▸ Aim of the task
Go through the records and count every line that holds "None". Only the number belongs in the reply.

▸ Data excerpts
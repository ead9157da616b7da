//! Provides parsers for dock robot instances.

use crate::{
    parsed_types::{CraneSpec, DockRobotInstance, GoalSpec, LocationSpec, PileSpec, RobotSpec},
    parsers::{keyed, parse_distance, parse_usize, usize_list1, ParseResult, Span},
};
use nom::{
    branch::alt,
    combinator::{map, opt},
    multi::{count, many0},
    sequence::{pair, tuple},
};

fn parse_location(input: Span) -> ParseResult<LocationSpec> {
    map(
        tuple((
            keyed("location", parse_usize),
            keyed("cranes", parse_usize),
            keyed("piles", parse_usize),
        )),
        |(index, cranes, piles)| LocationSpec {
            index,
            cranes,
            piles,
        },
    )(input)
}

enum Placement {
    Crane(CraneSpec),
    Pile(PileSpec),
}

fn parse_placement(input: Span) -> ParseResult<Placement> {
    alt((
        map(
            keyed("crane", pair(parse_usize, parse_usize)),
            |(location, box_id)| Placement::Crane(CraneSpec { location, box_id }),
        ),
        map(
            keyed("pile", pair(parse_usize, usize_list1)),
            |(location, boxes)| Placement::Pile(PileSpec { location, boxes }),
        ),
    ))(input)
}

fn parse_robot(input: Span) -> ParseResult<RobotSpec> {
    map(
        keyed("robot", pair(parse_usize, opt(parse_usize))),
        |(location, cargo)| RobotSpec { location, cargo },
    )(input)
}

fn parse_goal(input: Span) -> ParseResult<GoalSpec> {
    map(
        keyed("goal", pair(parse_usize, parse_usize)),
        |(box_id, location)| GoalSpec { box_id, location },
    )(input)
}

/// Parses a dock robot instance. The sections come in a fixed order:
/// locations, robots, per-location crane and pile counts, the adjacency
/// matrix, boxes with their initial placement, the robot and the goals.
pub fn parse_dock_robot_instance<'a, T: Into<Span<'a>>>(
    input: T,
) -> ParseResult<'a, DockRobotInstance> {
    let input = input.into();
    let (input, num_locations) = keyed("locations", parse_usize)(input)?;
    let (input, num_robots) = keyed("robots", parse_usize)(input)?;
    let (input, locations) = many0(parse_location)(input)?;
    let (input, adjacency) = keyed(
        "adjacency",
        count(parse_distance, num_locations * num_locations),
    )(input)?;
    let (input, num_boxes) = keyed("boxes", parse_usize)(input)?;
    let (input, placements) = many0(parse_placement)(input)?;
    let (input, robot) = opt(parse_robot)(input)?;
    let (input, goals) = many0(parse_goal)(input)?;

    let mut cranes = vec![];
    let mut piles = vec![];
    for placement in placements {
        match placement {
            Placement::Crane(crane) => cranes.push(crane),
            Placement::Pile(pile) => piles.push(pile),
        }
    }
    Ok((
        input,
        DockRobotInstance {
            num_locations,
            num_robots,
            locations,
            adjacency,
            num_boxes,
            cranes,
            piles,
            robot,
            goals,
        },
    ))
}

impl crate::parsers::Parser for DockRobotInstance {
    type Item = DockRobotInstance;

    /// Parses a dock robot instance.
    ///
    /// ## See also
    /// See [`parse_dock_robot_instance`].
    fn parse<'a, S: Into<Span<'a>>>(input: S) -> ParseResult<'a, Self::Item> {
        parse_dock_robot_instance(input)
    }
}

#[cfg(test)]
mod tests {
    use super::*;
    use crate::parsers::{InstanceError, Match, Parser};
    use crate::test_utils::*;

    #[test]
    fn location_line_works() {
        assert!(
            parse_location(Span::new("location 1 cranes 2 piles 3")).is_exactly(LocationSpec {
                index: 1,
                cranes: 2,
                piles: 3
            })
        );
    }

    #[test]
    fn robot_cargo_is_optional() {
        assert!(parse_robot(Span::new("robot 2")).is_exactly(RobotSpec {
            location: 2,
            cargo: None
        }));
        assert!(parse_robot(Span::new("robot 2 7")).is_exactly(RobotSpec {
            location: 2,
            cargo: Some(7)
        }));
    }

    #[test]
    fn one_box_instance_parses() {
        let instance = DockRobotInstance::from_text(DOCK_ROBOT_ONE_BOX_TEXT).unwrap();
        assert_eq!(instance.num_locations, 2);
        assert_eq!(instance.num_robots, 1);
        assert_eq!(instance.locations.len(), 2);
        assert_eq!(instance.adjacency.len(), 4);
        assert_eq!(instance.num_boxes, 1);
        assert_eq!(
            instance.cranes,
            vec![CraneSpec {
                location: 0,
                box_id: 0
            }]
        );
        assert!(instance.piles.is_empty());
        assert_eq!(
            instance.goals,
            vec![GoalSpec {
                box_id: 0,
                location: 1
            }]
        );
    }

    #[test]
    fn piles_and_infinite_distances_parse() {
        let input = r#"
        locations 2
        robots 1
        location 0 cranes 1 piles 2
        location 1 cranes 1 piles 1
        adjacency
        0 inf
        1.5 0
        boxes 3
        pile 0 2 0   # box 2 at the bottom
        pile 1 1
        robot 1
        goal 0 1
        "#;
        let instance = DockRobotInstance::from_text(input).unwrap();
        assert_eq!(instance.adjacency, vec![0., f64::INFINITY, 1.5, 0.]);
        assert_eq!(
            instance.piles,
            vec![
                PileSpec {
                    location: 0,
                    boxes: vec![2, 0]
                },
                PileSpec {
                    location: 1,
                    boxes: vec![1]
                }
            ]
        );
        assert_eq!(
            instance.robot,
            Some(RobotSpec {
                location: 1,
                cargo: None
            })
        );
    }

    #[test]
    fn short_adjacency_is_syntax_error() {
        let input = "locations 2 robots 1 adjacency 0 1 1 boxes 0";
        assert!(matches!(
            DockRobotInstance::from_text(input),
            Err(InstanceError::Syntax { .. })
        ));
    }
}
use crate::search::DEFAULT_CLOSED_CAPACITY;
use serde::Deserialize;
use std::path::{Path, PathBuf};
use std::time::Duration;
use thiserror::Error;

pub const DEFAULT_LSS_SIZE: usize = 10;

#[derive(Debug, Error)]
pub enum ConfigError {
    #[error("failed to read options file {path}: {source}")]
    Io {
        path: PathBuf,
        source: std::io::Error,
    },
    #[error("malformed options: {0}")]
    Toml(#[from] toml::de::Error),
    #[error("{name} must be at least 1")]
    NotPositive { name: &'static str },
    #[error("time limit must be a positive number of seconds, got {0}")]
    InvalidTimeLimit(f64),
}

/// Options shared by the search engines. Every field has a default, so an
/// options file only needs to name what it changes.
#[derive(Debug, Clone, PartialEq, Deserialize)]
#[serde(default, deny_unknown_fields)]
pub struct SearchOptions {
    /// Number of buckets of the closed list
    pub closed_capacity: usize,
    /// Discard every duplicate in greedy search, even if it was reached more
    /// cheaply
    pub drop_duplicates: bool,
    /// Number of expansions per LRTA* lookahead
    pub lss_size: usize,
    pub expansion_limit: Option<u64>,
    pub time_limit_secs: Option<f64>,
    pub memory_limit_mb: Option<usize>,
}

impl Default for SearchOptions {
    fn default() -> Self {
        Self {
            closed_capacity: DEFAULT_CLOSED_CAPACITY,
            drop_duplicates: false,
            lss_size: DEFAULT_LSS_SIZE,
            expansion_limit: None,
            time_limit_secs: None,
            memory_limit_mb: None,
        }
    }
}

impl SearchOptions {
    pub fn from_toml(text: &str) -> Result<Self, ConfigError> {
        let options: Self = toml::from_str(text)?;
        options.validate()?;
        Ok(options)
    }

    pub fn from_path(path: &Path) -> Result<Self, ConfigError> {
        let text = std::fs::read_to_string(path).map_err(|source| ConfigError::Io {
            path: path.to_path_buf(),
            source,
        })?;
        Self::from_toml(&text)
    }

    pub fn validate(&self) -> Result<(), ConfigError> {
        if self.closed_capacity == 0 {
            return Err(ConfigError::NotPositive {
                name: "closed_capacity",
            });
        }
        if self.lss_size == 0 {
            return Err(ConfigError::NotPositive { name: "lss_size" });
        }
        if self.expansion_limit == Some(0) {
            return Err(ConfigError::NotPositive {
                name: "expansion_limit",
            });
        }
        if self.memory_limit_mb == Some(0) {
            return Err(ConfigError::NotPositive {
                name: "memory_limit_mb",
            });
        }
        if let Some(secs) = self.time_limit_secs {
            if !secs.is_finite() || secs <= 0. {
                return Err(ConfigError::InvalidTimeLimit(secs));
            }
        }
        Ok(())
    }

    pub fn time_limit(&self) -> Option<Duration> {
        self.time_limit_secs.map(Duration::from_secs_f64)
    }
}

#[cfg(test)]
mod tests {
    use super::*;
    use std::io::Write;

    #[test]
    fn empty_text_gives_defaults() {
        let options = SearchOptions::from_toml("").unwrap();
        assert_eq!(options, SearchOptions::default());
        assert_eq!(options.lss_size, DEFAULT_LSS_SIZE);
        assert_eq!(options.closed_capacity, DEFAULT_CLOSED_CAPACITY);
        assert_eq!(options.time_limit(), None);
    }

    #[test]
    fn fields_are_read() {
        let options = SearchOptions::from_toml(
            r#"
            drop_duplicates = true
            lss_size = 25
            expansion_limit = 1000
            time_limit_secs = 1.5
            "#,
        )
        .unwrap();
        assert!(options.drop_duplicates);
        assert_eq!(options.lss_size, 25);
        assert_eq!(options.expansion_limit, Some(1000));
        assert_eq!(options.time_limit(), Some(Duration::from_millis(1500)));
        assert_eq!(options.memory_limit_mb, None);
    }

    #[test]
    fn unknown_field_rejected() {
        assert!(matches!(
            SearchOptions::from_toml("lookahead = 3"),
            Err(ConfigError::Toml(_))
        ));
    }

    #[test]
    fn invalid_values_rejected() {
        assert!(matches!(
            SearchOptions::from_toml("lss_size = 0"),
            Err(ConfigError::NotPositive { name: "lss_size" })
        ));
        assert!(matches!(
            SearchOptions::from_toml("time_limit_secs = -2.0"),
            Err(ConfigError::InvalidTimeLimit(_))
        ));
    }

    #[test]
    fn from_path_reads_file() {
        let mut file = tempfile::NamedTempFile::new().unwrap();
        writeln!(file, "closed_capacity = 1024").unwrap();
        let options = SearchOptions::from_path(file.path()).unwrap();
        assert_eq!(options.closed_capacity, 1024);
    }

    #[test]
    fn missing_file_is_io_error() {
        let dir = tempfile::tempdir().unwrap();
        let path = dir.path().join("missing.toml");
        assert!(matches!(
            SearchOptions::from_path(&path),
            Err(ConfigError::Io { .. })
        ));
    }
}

▸ Result of the exercise
7